Provided data ->
•••

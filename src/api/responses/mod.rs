pub mod handler;
pub mod routes;
pub mod serializer;

pub use routes::response_routes;
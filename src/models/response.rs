use chrono::{DateTime, Utc};
use serde_json::{Map, Value};

use crate::models::question::{validate_type_options, FlowQuestion, QuestionType};
use crate::models::value::{format_utc, parse_iso_date, parse_iso_datetime, parse_iso_time, TypedValue};
use crate::utils::pagination::{Position, Positioned};
use crate::utils::validation::{display, ErrorTree};

pub const NOT_AN_IDENTIFIER: &str = "must be string or integer";

/// A stored response row
#[derive(Debug, Clone, PartialEq)]
pub struct FlowResponse {
    pub id: i64,
    pub flow_key: i64,
    pub question_key: i64,
    pub question_id: String,
    pub timestamp: DateTime<Utc>,
    pub row_id: TypedValue,
    pub contact_id: TypedValue,
    pub session_id: TypedValue,
    pub response: TypedValue,
    pub response_metadata: Map<String, Value>,
}

impl FlowResponse {
    /// Row in the order the responses resource uses:
    /// timestamp, row_id, contact_id, session_id, question_id, response, metadata
    pub fn to_row(&self) -> Value {
        Value::Array(vec![
            Value::String(format_utc(&self.timestamp)),
            self.row_id.to_json(),
            self.contact_id.to_json(),
            self.session_id.to_json(),
            Value::String(self.question_id.clone()),
            self.response.to_json(),
            Value::Object(self.response_metadata.clone()),
        ])
    }
}

impl Positioned for FlowResponse {
    fn position(&self) -> Position {
        Position {
            timestamp: self.timestamp,
            key: self.id,
        }
    }
}

/// A validated response waiting to be stored
#[derive(Debug, Clone, PartialEq)]
pub struct NewFlowResponse {
    pub flow_key: i64,
    pub question_key: i64,
    pub timestamp: DateTime<Utc>,
    pub row_id: TypedValue,
    pub contact_id: TypedValue,
    pub session_id: TypedValue,
    pub response: TypedValue,
    pub response_metadata: Map<String, Value>,
}

/// Parses a row, contact or session id
pub fn identifier(value: &Value) -> Result<TypedValue, String> {
    TypedValue::classify(value)
        .filter(TypedValue::is_identifier)
        .ok_or_else(|| NOT_AN_IDENTIFIER.to_string())
}

/// Validates `response` against its question and returns the value to store.
///
/// Errors are keyed `response` and `response_metadata`.
pub fn validate_response(
    question: &FlowQuestion,
    response: &Value,
    metadata: &Map<String, Value>,
) -> Result<TypedValue, ErrorTree> {
    let mut errors: ErrorTree = ErrorTree::new();
    let mut question_type: QuestionType = question.question_type;
    let mut type_options: &Map<String, Value> = &question.type_options;

    if question_type == QuestionType::Open {
        let (declared_type, declared_options) = open_declaration(metadata, &mut errors);
        if !errors.is_empty() {
            return Err(errors);
        }
        if let (Some(declared_type), Some(declared_options)) = (declared_type, declared_options) {
            question_type = declared_type;
            type_options = declared_options;
        }
    }

    let value: Option<TypedValue> = match question_type {
        QuestionType::SelectOne => {
            let choices: &[Value] = choices(type_options);
            if !choices.contains(response) {
                errors.add(
                    "response",
                    format!(
                        "{} is not a valid choice. Valid choices are {}",
                        display(response),
                        Value::from(choices.to_vec())
                    ),
                );
            }
            check_choice_order(choices, metadata, &mut errors);
            classify(response, &mut errors)
        }
        QuestionType::SelectMany => {
            let choices: &[Value] = choices(type_options);
            match response {
                Value::Array(items) => {
                    if !items.iter().all(|item| choices.contains(item)) {
                        errors.add(
                            "response",
                            format!(
                                "{} contains choices not in {}",
                                response,
                                Value::from(choices.to_vec())
                            ),
                        );
                    }
                }
                _ => errors.add("response", "must be an array"),
            }
            check_choice_order(choices, metadata, &mut errors);
            classify(response, &mut errors)
        }
        QuestionType::Numeric => {
            if !response.is_number() {
                errors.add("response", "must be float or integer");
            }
            classify(response, &mut errors)
        }
        QuestionType::Text => {
            if !response.is_string() {
                errors.add("response", "must be a string");
            }
            check_string(metadata, "language", &mut errors);
            classify(response, &mut errors)
        }
        QuestionType::Image | QuestionType::Video | QuestionType::Audio => {
            check_media_metadata(metadata, &mut errors);
            match response {
                Value::String(url) => Some(TypedValue::Url(url.clone())),
                _ => {
                    errors.add("response", "must be a URL");
                    None
                }
            }
        }
        QuestionType::GeoPoint => match response {
            Value::Array(items) => {
                let coordinates: Option<Vec<f64>> = items.iter().map(Value::as_f64).collect();
                if coordinates.is_none() {
                    errors.add("response", "array may only contain floats");
                }
                if !(2..=4).contains(&items.len()) {
                    errors.add("response", "number of array elements must be between 2 and 4 inclusive");
                }
                coordinates.map(TypedValue::ArrayOfFloat)
            }
            _ => {
                errors.add("response", "must be an array");
                None
            }
        },
        QuestionType::DateTime => {
            let parsed = response.as_str().and_then(parse_iso_datetime).map(TypedValue::DateTime);
            if parsed.is_none() {
                errors.add("response", "must be an RFC 3339 date-time");
            }
            parsed
        }
        QuestionType::Date => {
            let parsed = response.as_str().and_then(parse_iso_date).map(TypedValue::Date);
            if parsed.is_none() {
                errors.add("response", "must be an RFC 3339 date");
            }
            parsed
        }
        QuestionType::Time => {
            let parsed = response
                .as_str()
                .and_then(parse_iso_time)
                .map(|(time, offset)| TypedValue::Time(time, offset));
            if parsed.is_none() {
                errors.add("response", "must be an RFC 3339 time");
            }
            parsed
        }
        // an open question always resolves to its declared type above
        QuestionType::Open => classify(response, &mut errors),
    };

    match value {
        Some(value) => errors.finish(value),
        None => Err(errors),
    }
}

/// Reads the `type` and `type_options` an open question's response declares
fn open_declaration<'m>(
    metadata: &'m Map<String, Value>,
    errors: &mut ErrorTree,
) -> (Option<QuestionType>, Option<&'m Map<String, Value>>) {
    let valid_types: Vec<&'static str> = QuestionType::open_response_types();

    let declared_type: Option<QuestionType> = match metadata.get("type") {
        None => {
            errors.add("response_metadata", "type is required");
            None
        }
        Some(Value::String(name)) if valid_types.contains(&name.as_str()) => name.parse().ok(),
        Some(_) => {
            errors.add(
                "response_metadata",
                format!("type must be one of {}", Value::from(valid_types.clone())),
            );
            None
        }
    };

    let declared_options: Option<&Map<String, Value>> = match metadata.get("type_options") {
        None => {
            errors.add("response_metadata", "type_options is required");
            None
        }
        Some(Value::Object(options)) => Some(options),
        Some(_) => {
            errors.add("response_metadata", "type_options must be an object");
            None
        }
    };

    if let Some(question_type) = declared_type {
        let empty: Map<String, Value> = Map::new();
        for message in validate_type_options(question_type, declared_options.unwrap_or(&empty)) {
            errors.add("response_metadata", format!("type_options.{message}"));
        }
    }

    (declared_type, declared_options)
}

fn choices(type_options: &Map<String, Value>) -> &[Value] {
    type_options
        .get("choices")
        .and_then(Value::as_array)
        .map(Vec::as_slice)
        .unwrap_or(&[])
}

fn check_choice_order(choices: &[Value], metadata: &Map<String, Value>, errors: &mut ErrorTree) {
    match metadata.get("choice_order") {
        None => {}
        // the order must be a permutation of the question's choices
        Some(Value::Array(order)) => {
            let complete: bool = choices.iter().all(|choice| order.contains(choice));
            let known: bool = order.iter().all(|choice| choices.contains(choice));
            if !complete || !known {
                errors.add(
                    "response_metadata",
                    format!(
                        "choice_order {} contains choices not in {}",
                        Value::from(order.clone()),
                        Value::from(choices.to_vec())
                    ),
                );
            }
        }
        Some(_) => errors.add("response_metadata", "choice_order must be an array"),
    }
}

fn check_string(metadata: &Map<String, Value>, key: &str, errors: &mut ErrorTree) {
    if let Some(value) = metadata.get(key) {
        if !value.is_string() {
            errors.add("response_metadata", format!("{key} must be a string"));
        }
    }
}

fn check_number(metadata: &Map<String, Value>, key: &str, errors: &mut ErrorTree) {
    if let Some(value) = metadata.get(key) {
        if !value.is_number() {
            errors.add("response_metadata", format!("{key} must be integer or float"));
        }
    }
}

fn check_media_metadata(metadata: &Map<String, Value>, errors: &mut ErrorTree) {
    check_string(metadata, "format", errors);

    match metadata.get("dimensions") {
        None => {}
        Some(Value::Array(dimensions)) => {
            if dimensions.len() != 2 {
                errors.add("response_metadata", "dimensions must have a length of 2");
            }
            if !dimensions.iter().all(|item| item.is_i64() || item.is_u64()) {
                errors.add("response_metadata", "dimensions items must be integers");
            }
        }
        Some(_) => errors.add("response_metadata", "dimensions must be an array"),
    }

    check_number(metadata, "file_size_mb", errors);
    check_number(metadata, "duration_s", errors);
    check_string(metadata, "language", errors);
}

fn classify(response: &Value, errors: &mut ErrorTree) -> Option<TypedValue> {
    let value: Option<TypedValue> = TypedValue::classify(response);
    if value.is_none() && errors.get("response").is_none() {
        errors.add("response", "must be a string, number or array of strings or floats");
    }
    value
}
// Health endpoint reporting store connectivity

use serde_json::json;
use axum::{http::StatusCode, extract::State};

use crate::config::state::AppState;
use crate::utils::response_handler::HandlerResponse;
use tracing::{instrument, warn};

/// Health check endpoint that verifies database connectivity
#[instrument(skip(state))]
pub async fn health_check(State(state): State<AppState>) -> HandlerResponse {
    match state.store.ping().await {
        Ok(()) => HandlerResponse::ok(json!({ "database": "working" })),
        Err(e) => {
            warn!("Health check failed: {}", e);
            HandlerResponse::new(StatusCode::SERVICE_UNAVAILABLE)
                .data(json!({ "database": format!("unavailable: {e}") }))
        }
    }
}
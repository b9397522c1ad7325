//! tests/packages/retrieve.rs
//! Fetching a single package descriptor.

#[path = "../mod.rs"]
mod common;

use reqwest::StatusCode;
use serde_json::{json, Value};

#[tokio::test]
async fn descriptor_round_trips() {
    let app = common::spawn_app().await;
    let token: String = app.full_access_token().await;
    let created: Value = app.create_package(&token, &common::package_descriptor(Some(common::PACKAGE_ID))).await;

    let resp: reqwest::Response = app.get(&app.package_url(common::PACKAGE_ID), &token).await;
    assert_eq!(resp.status(), StatusCode::OK);
    assert_eq!(resp.json::<Value>().await.unwrap(), created);
}

#[tokio::test]
async fn unknown_packages_are_not_found() {
    let app = common::spawn_app().await;
    let token: String = app.full_access_token().await;

    for id in [common::PACKAGE_ID, "not-a-uuid"] {
        let resp: reqwest::Response = app.get(&app.package_url(id), &token).await;
        assert_eq!(resp.status(), StatusCode::NOT_FOUND);
        assert_eq!(resp.json::<Value>().await.unwrap(), json!({"detail": "Not found."}));
    }
}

•••

Task description -> In the material above, find each line containing the word "utils" and copy it.

Result of this exercise ->
use crate::utils::pagination::{Position, Positioned};
use crate::utils::validation::{display, ErrorTree};
use crate::utils::response_handler::HandlerResponse;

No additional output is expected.